Wednesday 29 April 2015

O lobolo dos abutres moucos


É provável que seja o lobolo mais demo­rado da História de Moçambique, as reuniões que decorrem no Centro Internacional de Con­ferências Joaquim Chissano (CICJC) entre a Renamo e o Governo da Frelimo. As de­legações, indiferentes à exas­peração dos noivos – a paz e o povo, cujo matrimónio não há maneira de acontecer... – e dos padrinhos que observam com o desconforto do ridículo, multiplicam sessões dialógicas presididas pelo autismo apa­rente dos interlocutores. E, nas declarações públicas de um e outro lado da trincheira onde jaz a reconciliação nacional, não se vislumbra um acordo, por mais precário e minimal que seja, após mais de uma centena de reuniões. Cem ses­sões de conversa estéril!!!
Mais do que um absurdo contabilístico, tanta ronda configura um escândalo ético que autoriza todas as teses, das mais esdrúxulas e conspiranói­cas até às mais cândidas e vir­ginais. Neste último caso, figu­ram os próprios protagonistas, que se reclamam, uns e outros, campeões na defesa dos me­lhores interesses do povo; no outro caso, e nos antípodas dos beneméritos que advogam em causa própria, está o can­saço dos pragmáticos, pouco sensíveis à bondade discursiva e tornados cínicos pelas cir­cunstâncias.
Para estes, as conversações entre Renamo e Governo da Frelimo visam apenas a parti­lha dos despojos de uma guer­ra fratricida, a qual continua no CICJC por meios alternati­vos à canhoeira, numa inver­são dos princípios de Carl von Clausewitz.
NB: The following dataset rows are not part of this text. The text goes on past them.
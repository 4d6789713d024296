// libs/appointment-cell/src/services/slots.rs
use std::collections::HashSet;
use std::sync::Arc;

use chrono::{NaiveDate, NaiveTime};
use tracing::debug;

use shared_database::LedgerClient;
use shared_models::status::BookingStatus;

use crate::models::{Appointment, AppointmentError, Slot};

/// Computes a doctor's bookable slots for a date.
///
/// Only a `Confirmed` appointment takes a slot out of circulation; pending
/// requests, completed visits and cancellations leave it open so that
/// tentative holds cannot starve the calendar.
pub struct SlotAllocator {
    ledger: Arc<LedgerClient>,
}

impl SlotAllocator {
    pub fn new(ledger: Arc<LedgerClient>) -> Self {
        Self { ledger }
    }

    pub async fn available_slots(
        &self,
        doctor_id: i64,
        date: NaiveDate,
    ) -> Result<Vec<Slot>, AppointmentError> {
        debug!("Calculating slots for doctor {} on {}", doctor_id, date);

        let confirmed: Vec<Appointment> = self
            .ledger
            .fetch(
                "appointments",
                &format!(
                    "doctor_id=eq.{}&appointment_date=eq.{}&status=eq.{}",
                    doctor_id,
                    date,
                    BookingStatus::Confirmed
                ),
            )
            .await?;

        let taken: HashSet<NaiveTime> = confirmed
            .iter()
            .map(|appt| appt.appointment_time)
            .collect();

        Ok(mark_taken(&day_grid(), &taken))
    }
}

/// The fixed working-day grid: 30-minute slots from 09:00 through 17:00.
pub fn day_grid() -> Vec<NaiveTime> {
    let mut grid = Vec::new();
    for hour in 9..18 {
        for minute in [0, 30] {
            if hour == 17 && minute == 30 {
                break;
            }
            grid.push(NaiveTime::from_hms_opt(hour, minute, 0).unwrap());
        }
    }
    grid
}

pub fn mark_taken(grid: &[NaiveTime], taken: &HashSet<NaiveTime>) -> Vec<Slot> {
    grid.iter()
        .map(|&time| Slot {
            time,
            available: !taken.contains(&time),
        })
        .collect()
}

#[cfg(test)]
mod tests {
    use super::*;

    fn t(h: u32, m: u32) -> NaiveTime {
        NaiveTime::from_hms_opt(h, m, 0).unwrap()
    }

    #[test]
    fn grid_runs_from_nine_to_five() {
        let grid = day_grid();
        assert_eq!(grid.len(), 17);
        assert_eq!(grid.first().copied(), Some(t(9, 0)));
        assert_eq!(grid.last().copied(), Some(t(17, 0)));
        // no slot past 17:00
        assert!(!grid.contains(&t(17, 30)));
    }

    #[test]
    fn grid_is_ordered() {
        let grid = day_grid();
        let mut sorted = grid.clone();
        sorted.sort();
        assert_eq!(grid, sorted);
    }

    #[test]
    fn only_taken_times_are_flagged() {
        let taken: HashSet<NaiveTime> = [t(10, 0)].into_iter().collect();
        let slots = mark_taken(&day_grid(), &taken);

        for slot in &slots {
            if slot.time == t(10, 0) {
                assert!(!slot.available);
            } else {
                assert!(slot.available, "slot {} should stay open", slot.time);
            }
        }
    }

    #[test]
    fn empty_day_is_fully_open() {
        let slots = mark_taken(&day_grid(), &HashSet::new());
        assert!(slots.iter().all(|s| s.available));
    }
}
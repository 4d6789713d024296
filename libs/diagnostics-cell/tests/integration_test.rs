use std::sync::Arc;
use std::time::Duration;

use axum::{
    body::Body,
    http::{Request, StatusCode},
    Extension, Router,
};
use serde_json::{json, Value};
use tower::ServiceExt;
use wiremock::matchers::{method, path, query_param};
use wiremock::{Mock, MockServer, ResponseTemplate};

use diagnostics_cell::router::{lab_routes, radiology_routes};
use notification_cell::{NotificationDispatcher, RecordingMailer};
use shared_models::status::StatusEvent;
use shared_utils::test_utils::{JwtTestUtils, MockLedgerRows, TestConfig, TestUser};

fn lab_app(ledger_url: &str, mailer: Arc<RecordingMailer>) -> Router {
    let config = TestConfig::with_ledger_url(ledger_url).to_arc();
    let dispatcher = Arc::new(NotificationDispatcher::spawn(mailer, 16));
    lab_routes(config).layer(Extension(dispatcher))
}

fn radiology_app(ledger_url: &str, mailer: Arc<RecordingMailer>) -> Router {
    let config = TestConfig::with_ledger_url(ledger_url).to_arc();
    let dispatcher = Arc::new(NotificationDispatcher::spawn(mailer, 16));
    radiology_routes(config).layer(Extension(dispatcher))
}

fn staff_token() -> String {
    let user = TestUser::frontdesk();
    JwtTestUtils::create_test_token(&user, &TestConfig::default().jwt_secret, None)
}

async fn body_json(response: axum::response::Response) -> Value {
    let bytes = axum::body::to_bytes(response.into_body(), usize::MAX)
        .await
        .unwrap();
    serde_json::from_slice(&bytes).unwrap()
}

async fn wait_for_deliveries(mailer: &RecordingMailer, expected: usize) {
    for _ in 0..50 {
        if mailer.sent().len() >= expected {
            return;
        }
        tokio::time::sleep(Duration::from_millis(10)).await;
    }
}

#[tokio::test]
async fn walk_in_lab_booking_needs_no_session() {
    let server = MockServer::start().await;
    let mailer = Arc::new(RecordingMailer::new());

    Mock::given(method("POST"))
        .and(path("/rest/v1/lab_bookings"))
        .respond_with(ResponseTemplate::new(201).set_body_json(json!([
            MockLedgerRows::lab_booking(4, "Pending", 650.0, Some("walkin@example.com"))
        ])))
        .mount(&server)
        .await;

    let app = lab_app(&server.uri(), mailer);
    let response = app
        .oneshot(
            Request::builder()
                .method("POST")
                .uri("/bookings")
                .header("content-type", "application/json")
                .body(Body::from(
                    json!({
                        "patient_name": "Walk-in Patient",
                        "patient_contact": "+1-555-0199",
                        "patient_email": "walkin@example.com",
                        "test_id": 3,
                        "test_name": "Complete Blood Count (CBC)",
                        "booking_date": "2025-06-02",
                        "amount": 650.0
                    })
                    .to_string(),
                ))
                .unwrap(),
        )
        .await
        .unwrap();

    assert_eq!(response.status(), StatusCode::CREATED);
    let body = body_json(response).await;
    assert_eq!(body["id"], 4);
}

#[tokio::test]
async fn confirming_a_lab_booking_notifies_the_walk_in() {
    let server = MockServer::start().await;
    let mailer = Arc::new(RecordingMailer::new());

    Mock::given(method("GET"))
        .and(path("/rest/v1/lab_bookings"))
        .and(query_param("id", "eq.4"))
        .respond_with(ResponseTemplate::new(200).set_body_json(json!([
            MockLedgerRows::lab_booking(4, "Pending", 650.0, Some("walkin@example.com"))
        ])))
        .mount(&server)
        .await;
    Mock::given(method("PATCH"))
        .and(path("/rest/v1/lab_bookings"))
        .and(query_param("id", "eq.4"))
        .respond_with(ResponseTemplate::new(200).set_body_json(json!([
            MockLedgerRows::lab_booking(4, "Confirmed", 650.0, Some("walkin@example.com"))
        ])))
        .mount(&server)
        .await;

    let app = lab_app(&server.uri(), mailer.clone());
    let response = app
        .oneshot(
            Request::builder()
                .method("PUT")
                .uri("/bookings/4")
                .header("content-type", "application/json")
                .header("Authorization", format!("Bearer {}", staff_token()))
                .body(Body::from(json!({"status": "Confirmed"}).to_string()))
                .unwrap(),
        )
        .await
        .unwrap();

    assert_eq!(response.status(), StatusCode::OK);
    let body = body_json(response).await;
    assert_eq!(body["old_status"], "Pending");
    assert_eq!(body["new_status"], "Confirmed");

    wait_for_deliveries(&mailer, 1).await;
    let sent = mailer.sent();
    assert_eq!(sent.len(), 1);
    assert_eq!(sent[0].event, StatusEvent::Confirmed);
    assert_eq!(sent[0].snapshot.reference, "LAB-4");
}

#[tokio::test]
async fn unchanged_lab_status_stays_silent() {
    let server = MockServer::start().await;
    let mailer = Arc::new(RecordingMailer::new());

    Mock::given(method("GET"))
        .and(path("/rest/v1/lab_bookings"))
        .and(query_param("id", "eq.4"))
        .respond_with(ResponseTemplate::new(200).set_body_json(json!([
            MockLedgerRows::lab_booking(4, "Confirmed", 650.0, Some("walkin@example.com"))
        ])))
        .mount(&server)
        .await;
    Mock::given(method("PATCH"))
        .and(path("/rest/v1/lab_bookings"))
        .respond_with(ResponseTemplate::new(200).set_body_json(json!([
            MockLedgerRows::lab_booking(4, "Confirmed", 700.0, Some("walkin@example.com"))
        ])))
        .mount(&server)
        .await;

    let app = lab_app(&server.uri(), mailer.clone());
    let response = app
        .oneshot(
            Request::builder()
                .method("PUT")
                .uri("/bookings/4")
                .header("content-type", "application/json")
                .header("Authorization", format!("Bearer {}", staff_token()))
                .body(Body::from(json!({"amount": 700.0}).to_string()))
                .unwrap(),
        )
        .await
        .unwrap();

    assert_eq!(response.status(), StatusCode::OK);
    tokio::time::sleep(Duration::from_millis(50)).await;
    assert!(mailer.sent().is_empty());
}

#[tokio::test]
async fn lab_bookings_never_no_show() {
    let server = MockServer::start().await;
    let mailer = Arc::new(RecordingMailer::new());

    Mock::given(method("GET"))
        .and(path("/rest/v1/lab_bookings"))
        .and(query_param("id", "eq.4"))
        .respond_with(ResponseTemplate::new(200).set_body_json(json!([
            MockLedgerRows::lab_booking(4, "Confirmed", 650.0, None)
        ])))
        .mount(&server)
        .await;

    let app = lab_app(&server.uri(), mailer);
    let response = app
        .oneshot(
            Request::builder()
                .method("PUT")
                .uri("/bookings/4")
                .header("content-type", "application/json")
                .header("Authorization", format!("Bearer {}", staff_token()))
                .body(Body::from(json!({"status": "No-Show"}).to_string()))
                .unwrap(),
        )
        .await
        .unwrap();

    assert_eq!(response.status(), StatusCode::BAD_REQUEST);
}

#[tokio::test]
async fn radiology_confirmation_carries_preparation_instructions() {
    let server = MockServer::start().await;
    let mailer = Arc::new(RecordingMailer::new());

    Mock::given(method("GET"))
        .and(path("/rest/v1/radiology_bookings"))
        .and(query_param("id", "eq.9"))
        .respond_with(ResponseTemplate::new(200).set_body_json(json!([
            MockLedgerRows::radiology_booking(9, "Pending", 3500.0, Some("walkin@example.com"))
        ])))
        .mount(&server)
        .await;
    Mock::given(method("PATCH"))
        .and(path("/rest/v1/radiology_bookings"))
        .respond_with(ResponseTemplate::new(200).set_body_json(json!([
            MockLedgerRows::radiology_booking(9, "Confirmed", 3500.0, Some("walkin@example.com"))
        ])))
        .mount(&server)
        .await;
    Mock::given(method("GET"))
        .and(path("/rest/v1/radiology_services"))
        .and(query_param("id", "eq.2"))
        .respond_with(ResponseTemplate::new(200).set_body_json(json!([
            {
                "id": 2,
                "name": "MRI Brain",
                "modality": "MRI",
                "preparation": "Remove all metal objects. Arrive 30 minutes early."
            }
        ])))
        .mount(&server)
        .await;

    let app = radiology_app(&server.uri(), mailer.clone());
    let response = app
        .oneshot(
            Request::builder()
                .method("PUT")
                .uri("/bookings/9")
                .header("content-type", "application/json")
                .header("Authorization", format!("Bearer {}", staff_token()))
                .body(Body::from(json!({"status": "Confirmed"}).to_string()))
                .unwrap(),
        )
        .await
        .unwrap();

    assert_eq!(response.status(), StatusCode::OK);

    wait_for_deliveries(&mailer, 1).await;
    let sent = mailer.sent();
    assert_eq!(sent.len(), 1);
    assert_eq!(sent[0].snapshot.reference, "RAD-9");
    assert_eq!(
        sent[0].snapshot.details.as_deref(),
        Some("Remove all metal objects. Arrive 30 minutes early.")
    );
}

#[tokio::test]
async fn managing_bookings_requires_a_session() {
    let server = MockServer::start().await;
    let app = lab_app(&server.uri(), Arc::new(RecordingMailer::new()));

    let response = app
        .oneshot(
            Request::builder()
                .method("DELETE")
                .uri("/bookings/4")
                .body(Body::empty())
                .unwrap(),
        )
        .await
        .unwrap();

    assert_eq!(response.status(), StatusCode::UNAUTHORIZED);
}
Escatológicos, es­tes analistas vêem no “diálogo político” abutres moucos e de­savindos, vigiando-se mutua­mente antes de refocilarem na carcaça de um país exangue...
Actuam como se Moçambi­que fosse propriedade deles, indiferentes aos vergonhosos indicadores de pobreza que colocam o país na cauda do desenvolvimento.
Ora, entre a candura de uns e os exageros de outros ocorre a terceira via, mais moderada nas cogitações sobre o impasse negocial que o CICJC acolhe todas as semanas. Para estes, timoratos nas alegorias e nas euforias, os negociadores da Renamo e do Governo da Fre­limo evocam dois personagens de Gabriel Garcia Márquez em Cem Anos de Solidão.
Nessa obra magistral, dois ve­lhos militares, adversários na juventude, reuniam todos os dias para jogarem xadrez. No crepúsculo da vida e ao fim de anos de confronto lúdico, dei­xaram de mover as peças; fi­cavam apenas ali, em silêncio, olhando para o tabuleiro iner­te. Tinham concluído que não valia a pena jogar – conheciam de tal forma as tácticas de cada um que já antecipavam todos os movimentos possíveis...
No CICJC, os negociadores da Renamo e do Governo da Frelimo, e após 104 rondas no jogo negocial, também conge­laram as peças no tabuleiro.
Esgotada a imaginação pela convivência forçada, são in­capazes de concluírem o jogo das exigências e das cedências à luz da razoabilidade que pressupõe um verdadeiro “diá­logo político”. Por isso, e por Moçambique, talvez seja tem­po de trocar estes jogadores por outros, mais imaginativos e realmente preocupados com o bem comum.

PS - O xadrez é um jogo cruel por natureza – nele, os peões (que são figurações do povo, afinal) existem apenas para o sacrifício às estratégias dos jogadores. São meios para atingir fins. Infelizmente, no tabuleiro moçambicano pare­ce que também.